- _How to complete this task_
Below are several entries. Transcribe exactly those lines that fall from the one with "let block_height = advance" through the one with "let free = box_width", end lines included.

- _Record extracts_
^^^^^^^^

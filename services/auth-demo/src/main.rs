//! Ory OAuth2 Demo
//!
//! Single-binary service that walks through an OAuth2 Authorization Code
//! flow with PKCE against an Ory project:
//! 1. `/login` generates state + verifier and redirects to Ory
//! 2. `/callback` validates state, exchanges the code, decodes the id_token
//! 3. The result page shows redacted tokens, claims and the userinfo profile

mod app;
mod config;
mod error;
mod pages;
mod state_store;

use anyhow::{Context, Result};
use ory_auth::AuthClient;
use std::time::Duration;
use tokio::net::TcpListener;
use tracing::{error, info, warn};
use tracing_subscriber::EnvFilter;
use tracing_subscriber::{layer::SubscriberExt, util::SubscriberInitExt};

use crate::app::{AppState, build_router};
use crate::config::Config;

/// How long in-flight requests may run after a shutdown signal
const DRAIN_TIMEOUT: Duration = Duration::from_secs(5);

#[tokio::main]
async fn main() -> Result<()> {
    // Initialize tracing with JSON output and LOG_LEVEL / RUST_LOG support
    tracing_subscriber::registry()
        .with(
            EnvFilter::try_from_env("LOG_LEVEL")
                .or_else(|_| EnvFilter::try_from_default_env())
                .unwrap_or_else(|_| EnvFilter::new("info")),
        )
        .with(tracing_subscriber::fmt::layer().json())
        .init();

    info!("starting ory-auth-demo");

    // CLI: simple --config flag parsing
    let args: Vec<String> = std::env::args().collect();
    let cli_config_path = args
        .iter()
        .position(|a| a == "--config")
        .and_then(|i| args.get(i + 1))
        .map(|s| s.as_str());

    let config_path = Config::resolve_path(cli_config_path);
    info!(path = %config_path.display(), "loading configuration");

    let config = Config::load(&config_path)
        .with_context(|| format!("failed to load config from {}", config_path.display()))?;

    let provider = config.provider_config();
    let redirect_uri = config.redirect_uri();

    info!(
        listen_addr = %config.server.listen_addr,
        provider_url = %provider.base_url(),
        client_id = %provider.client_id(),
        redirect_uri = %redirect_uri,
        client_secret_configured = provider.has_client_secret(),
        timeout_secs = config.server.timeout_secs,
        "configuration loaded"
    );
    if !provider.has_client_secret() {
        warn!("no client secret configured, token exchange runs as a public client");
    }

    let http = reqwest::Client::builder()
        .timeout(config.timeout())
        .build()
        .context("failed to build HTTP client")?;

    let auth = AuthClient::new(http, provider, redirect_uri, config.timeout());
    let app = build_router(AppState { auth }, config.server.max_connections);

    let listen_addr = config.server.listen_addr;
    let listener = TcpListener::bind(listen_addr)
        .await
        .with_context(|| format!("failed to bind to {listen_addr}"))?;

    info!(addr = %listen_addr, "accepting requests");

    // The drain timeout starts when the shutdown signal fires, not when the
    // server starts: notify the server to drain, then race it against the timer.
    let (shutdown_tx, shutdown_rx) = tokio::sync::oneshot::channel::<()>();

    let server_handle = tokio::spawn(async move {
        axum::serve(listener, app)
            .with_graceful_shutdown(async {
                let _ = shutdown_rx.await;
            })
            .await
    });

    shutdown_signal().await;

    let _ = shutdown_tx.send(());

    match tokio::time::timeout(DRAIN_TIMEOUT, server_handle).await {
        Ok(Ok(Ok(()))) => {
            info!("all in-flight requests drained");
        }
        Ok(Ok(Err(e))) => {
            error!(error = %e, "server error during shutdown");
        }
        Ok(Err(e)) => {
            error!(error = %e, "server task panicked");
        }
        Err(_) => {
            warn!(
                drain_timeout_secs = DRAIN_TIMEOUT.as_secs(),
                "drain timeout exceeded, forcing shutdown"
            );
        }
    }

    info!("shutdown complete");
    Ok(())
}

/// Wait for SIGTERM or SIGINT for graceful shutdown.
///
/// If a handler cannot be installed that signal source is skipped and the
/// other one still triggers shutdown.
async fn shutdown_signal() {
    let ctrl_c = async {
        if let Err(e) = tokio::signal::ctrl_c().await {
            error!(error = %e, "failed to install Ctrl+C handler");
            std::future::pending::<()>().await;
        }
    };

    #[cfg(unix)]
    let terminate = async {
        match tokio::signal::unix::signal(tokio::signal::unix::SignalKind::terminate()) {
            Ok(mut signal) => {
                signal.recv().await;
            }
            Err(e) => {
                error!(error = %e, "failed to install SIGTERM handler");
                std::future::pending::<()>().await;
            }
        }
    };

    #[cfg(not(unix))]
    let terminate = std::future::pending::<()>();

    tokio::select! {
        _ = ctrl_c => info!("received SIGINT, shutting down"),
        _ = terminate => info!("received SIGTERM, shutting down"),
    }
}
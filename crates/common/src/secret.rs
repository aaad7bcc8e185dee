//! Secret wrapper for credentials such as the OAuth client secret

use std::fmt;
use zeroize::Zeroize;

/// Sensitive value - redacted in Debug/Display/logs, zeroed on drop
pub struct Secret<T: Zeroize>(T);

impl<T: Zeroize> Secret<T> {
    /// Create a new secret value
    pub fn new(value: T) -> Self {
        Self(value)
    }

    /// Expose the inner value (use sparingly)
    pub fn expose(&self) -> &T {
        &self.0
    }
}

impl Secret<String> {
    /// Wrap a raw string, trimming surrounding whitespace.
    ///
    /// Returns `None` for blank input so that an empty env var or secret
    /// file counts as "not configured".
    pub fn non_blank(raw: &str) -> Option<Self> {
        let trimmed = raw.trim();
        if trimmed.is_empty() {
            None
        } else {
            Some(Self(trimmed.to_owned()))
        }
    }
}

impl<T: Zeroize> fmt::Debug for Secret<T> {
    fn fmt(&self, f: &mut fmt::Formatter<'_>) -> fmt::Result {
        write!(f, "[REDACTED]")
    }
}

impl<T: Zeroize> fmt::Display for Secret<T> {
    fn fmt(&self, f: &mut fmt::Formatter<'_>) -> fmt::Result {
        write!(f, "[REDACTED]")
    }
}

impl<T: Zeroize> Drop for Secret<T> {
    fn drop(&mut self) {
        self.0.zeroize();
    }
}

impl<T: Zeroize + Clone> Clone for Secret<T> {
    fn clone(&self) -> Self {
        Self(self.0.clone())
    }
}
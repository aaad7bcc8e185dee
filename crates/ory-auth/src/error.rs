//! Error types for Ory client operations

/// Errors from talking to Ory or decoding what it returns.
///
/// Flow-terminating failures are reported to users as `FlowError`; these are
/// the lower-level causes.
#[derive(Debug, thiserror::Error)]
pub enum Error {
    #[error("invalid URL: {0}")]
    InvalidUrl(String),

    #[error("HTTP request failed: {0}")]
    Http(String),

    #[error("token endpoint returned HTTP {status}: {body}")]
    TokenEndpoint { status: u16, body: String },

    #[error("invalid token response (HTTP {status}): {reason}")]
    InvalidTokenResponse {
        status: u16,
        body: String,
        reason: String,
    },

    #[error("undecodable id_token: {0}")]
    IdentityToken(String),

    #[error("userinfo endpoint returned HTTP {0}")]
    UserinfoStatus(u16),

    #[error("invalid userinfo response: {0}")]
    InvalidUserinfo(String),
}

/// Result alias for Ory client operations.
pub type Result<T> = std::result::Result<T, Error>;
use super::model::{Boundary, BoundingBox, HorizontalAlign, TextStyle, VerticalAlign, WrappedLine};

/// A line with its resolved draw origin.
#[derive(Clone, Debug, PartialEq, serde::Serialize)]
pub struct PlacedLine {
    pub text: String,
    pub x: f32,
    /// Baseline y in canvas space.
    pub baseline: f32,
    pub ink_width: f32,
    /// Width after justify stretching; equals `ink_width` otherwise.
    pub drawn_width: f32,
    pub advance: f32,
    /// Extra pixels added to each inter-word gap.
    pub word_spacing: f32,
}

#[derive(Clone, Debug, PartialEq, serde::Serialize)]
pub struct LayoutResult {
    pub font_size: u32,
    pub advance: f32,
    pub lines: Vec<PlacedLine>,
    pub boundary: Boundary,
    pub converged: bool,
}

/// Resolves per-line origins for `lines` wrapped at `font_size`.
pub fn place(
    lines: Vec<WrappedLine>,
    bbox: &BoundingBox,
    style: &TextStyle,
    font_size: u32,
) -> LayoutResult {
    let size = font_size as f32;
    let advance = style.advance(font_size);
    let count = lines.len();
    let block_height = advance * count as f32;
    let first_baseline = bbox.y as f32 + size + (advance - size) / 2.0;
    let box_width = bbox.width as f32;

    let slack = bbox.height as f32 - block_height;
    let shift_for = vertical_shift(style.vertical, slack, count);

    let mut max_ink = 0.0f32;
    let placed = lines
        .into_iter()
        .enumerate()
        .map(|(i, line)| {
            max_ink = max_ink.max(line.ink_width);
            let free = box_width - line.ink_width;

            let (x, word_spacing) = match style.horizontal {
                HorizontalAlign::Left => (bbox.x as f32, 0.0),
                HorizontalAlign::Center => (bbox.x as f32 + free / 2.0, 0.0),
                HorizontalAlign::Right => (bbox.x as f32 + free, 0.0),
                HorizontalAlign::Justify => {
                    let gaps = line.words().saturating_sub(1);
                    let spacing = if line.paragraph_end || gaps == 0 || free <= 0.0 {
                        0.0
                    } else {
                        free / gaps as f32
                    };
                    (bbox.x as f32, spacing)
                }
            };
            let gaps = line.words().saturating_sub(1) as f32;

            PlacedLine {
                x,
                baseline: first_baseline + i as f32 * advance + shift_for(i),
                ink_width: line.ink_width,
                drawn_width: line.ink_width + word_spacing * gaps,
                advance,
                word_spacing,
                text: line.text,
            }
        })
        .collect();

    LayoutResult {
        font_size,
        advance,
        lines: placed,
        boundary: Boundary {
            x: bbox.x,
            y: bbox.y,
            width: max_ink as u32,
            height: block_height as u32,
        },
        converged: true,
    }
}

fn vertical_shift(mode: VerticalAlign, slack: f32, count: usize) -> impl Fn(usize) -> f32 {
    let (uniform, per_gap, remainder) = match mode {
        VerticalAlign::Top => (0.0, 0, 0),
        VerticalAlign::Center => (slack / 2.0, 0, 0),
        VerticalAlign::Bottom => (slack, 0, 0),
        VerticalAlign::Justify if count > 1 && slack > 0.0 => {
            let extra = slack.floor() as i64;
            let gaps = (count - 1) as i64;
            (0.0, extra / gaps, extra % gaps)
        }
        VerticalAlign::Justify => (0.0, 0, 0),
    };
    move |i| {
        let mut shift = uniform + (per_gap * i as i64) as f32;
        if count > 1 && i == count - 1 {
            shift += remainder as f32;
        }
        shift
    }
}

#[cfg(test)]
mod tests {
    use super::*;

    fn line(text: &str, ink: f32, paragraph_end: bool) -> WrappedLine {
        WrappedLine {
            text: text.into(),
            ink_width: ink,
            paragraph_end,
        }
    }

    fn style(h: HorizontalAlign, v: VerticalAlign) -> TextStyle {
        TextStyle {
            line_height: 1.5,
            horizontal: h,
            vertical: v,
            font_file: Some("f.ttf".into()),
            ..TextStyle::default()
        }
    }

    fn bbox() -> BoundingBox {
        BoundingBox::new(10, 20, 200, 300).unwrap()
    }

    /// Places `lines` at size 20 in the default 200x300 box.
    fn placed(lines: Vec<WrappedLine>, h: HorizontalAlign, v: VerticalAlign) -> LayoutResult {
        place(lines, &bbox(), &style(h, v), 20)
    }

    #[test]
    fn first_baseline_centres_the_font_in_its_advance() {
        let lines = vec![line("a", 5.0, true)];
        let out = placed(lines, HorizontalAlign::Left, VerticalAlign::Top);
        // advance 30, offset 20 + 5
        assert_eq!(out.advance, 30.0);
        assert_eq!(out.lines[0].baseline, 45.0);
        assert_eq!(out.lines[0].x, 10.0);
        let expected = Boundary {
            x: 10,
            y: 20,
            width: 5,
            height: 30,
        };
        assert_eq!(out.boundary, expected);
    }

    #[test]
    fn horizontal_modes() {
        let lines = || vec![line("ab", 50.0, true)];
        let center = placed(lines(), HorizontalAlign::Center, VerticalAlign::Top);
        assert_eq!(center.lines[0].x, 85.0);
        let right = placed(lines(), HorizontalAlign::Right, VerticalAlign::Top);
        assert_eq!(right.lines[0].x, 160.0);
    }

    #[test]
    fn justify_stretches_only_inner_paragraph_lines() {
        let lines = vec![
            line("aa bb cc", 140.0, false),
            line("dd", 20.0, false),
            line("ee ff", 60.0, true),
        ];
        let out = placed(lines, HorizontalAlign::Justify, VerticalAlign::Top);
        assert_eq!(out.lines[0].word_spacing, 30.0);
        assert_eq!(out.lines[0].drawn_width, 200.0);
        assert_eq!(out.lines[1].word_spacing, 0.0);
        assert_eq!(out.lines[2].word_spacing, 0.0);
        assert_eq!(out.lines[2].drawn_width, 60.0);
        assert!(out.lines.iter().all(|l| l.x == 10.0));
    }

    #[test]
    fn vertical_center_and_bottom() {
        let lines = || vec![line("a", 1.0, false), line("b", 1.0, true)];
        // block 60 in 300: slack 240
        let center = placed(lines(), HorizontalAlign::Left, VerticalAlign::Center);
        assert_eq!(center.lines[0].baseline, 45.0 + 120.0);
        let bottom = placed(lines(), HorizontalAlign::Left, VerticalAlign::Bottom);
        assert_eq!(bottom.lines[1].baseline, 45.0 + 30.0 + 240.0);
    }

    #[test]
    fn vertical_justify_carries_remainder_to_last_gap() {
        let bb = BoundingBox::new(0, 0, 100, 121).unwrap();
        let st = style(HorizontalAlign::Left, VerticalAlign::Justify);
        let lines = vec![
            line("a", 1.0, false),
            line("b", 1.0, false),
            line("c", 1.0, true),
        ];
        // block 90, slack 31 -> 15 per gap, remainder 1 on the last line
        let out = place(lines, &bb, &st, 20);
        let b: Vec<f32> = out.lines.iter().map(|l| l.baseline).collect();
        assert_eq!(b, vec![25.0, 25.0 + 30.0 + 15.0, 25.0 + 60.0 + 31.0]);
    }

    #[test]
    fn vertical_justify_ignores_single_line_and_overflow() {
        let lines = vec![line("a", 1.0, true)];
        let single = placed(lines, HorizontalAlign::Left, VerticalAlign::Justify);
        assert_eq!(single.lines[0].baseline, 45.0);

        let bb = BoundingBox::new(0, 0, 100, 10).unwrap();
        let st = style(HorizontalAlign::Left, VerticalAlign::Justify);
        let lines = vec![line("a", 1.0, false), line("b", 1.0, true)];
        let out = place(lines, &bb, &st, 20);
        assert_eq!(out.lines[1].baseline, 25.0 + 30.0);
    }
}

^^^^^^^^

- _Result of this task_
    let block_height = advance * count as f32;
    let first_baseline = bbox.y as f32 + size + (advance - size) / 2.0;
    let box_width = bbox.width as f32;

    let slack = bbox.height as f32 - block_height;
    let shift_for = vertical_shift(style.vertical, slack, count);

    let mut max_ink = 0.0f32;
    let placed = lines
        .into_iter()
        .enumerate()
        .map(|(i, line)| {
            max_ink = max_ink.max(line.ink_width);
            let free = box_width - line.ink_width;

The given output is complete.